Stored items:

——

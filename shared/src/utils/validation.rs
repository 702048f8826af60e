//! Field-level validation utilities.
//!
//! Validation collects every failing field instead of stopping at the first,
//! so a form can highlight all invalid inputs in one pass.

use once_cell::sync::Lazy;
use regex::Regex;
use serde::Serialize;
use std::collections::BTreeMap;

/// Basic email grammar: something, an `@`, a host with at least one dot.
static EMAIL_PATTERN: Lazy<Regex> = Lazy::new(|| {
    Regex::new(r"^[^@\s]+@[^@\s]+\.[^@\s]+$").expect("email pattern is valid")
});

/// A single field-level validation failure
#[derive(Debug, Clone, PartialEq, Eq, Serialize)]
pub struct FieldError {
    pub field: String,
    pub message: String,
}

impl FieldError {
    pub fn new(field: impl Into<String>, message: impl Into<String>) -> Self {
        Self {
            field: field.into(),
            message: message.into(),
        }
    }
}

/// Accumulator for field-level validation failures
#[derive(Debug, Clone, Default)]
pub struct ValidationErrors {
    errors: Vec<FieldError>,
}

impl ValidationErrors {
    pub fn new() -> Self {
        Self::default()
    }

    pub fn add(&mut self, field: impl Into<String>, message: impl Into<String>) {
        self.errors.push(FieldError::new(field, message));
    }

    pub fn is_empty(&self) -> bool {
        self.errors.is_empty()
    }

    pub fn has_errors(&self) -> bool {
        !self.errors.is_empty()
    }

    pub fn errors(&self) -> &[FieldError] {
        &self.errors
    }

    /// First message recorded for a field, if any.
    pub fn message_for(&self, field: &str) -> Option<&str> {
        self.errors
            .iter()
            .find(|e| e.field == field)
            .map(|e| e.message.as_str())
    }

    /// Collapse into a field -> messages map for display.
    pub fn into_field_map(self) -> BTreeMap<String, Vec<String>> {
        let mut map: BTreeMap<String, Vec<String>> = BTreeMap::new();
        for error in self.errors {
            map.entry(error.field).or_default().push(error.message);
        }
        map
    }
}

/// Common validation predicates
pub mod validators {
    use super::EMAIL_PATTERN;

    /// Check if a string is not empty after trimming
    pub fn not_empty(value: &str) -> bool {
        !value.trim().is_empty()
    }

    /// Check if a trimmed string meets a minimum length
    pub fn min_length(value: &str, min: usize) -> bool {
        value.trim().chars().count() >= min
    }

    /// Check if an email address matches the basic grammar
    pub fn is_valid_email(email: &str) -> bool {
        EMAIL_PATTERN.is_match(email.trim())
    }
}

——

- Problem statement -
Up to and including the line with "use std::collections::BTreeMap;", print every line of the records from the start.

- Answer below -
filename shared/src/utils/validation.rs
repository 702048f8826af60e
//! Field-level validation utilities.
//!
//! Validation collects every failing field instead of stopping at the first,
//! so a form can highlight all invalid inputs in one pass.

use once_cell::sync::Lazy;
use regex::Regex;
use serde::Serialize;
use std::collections::BTreeMap;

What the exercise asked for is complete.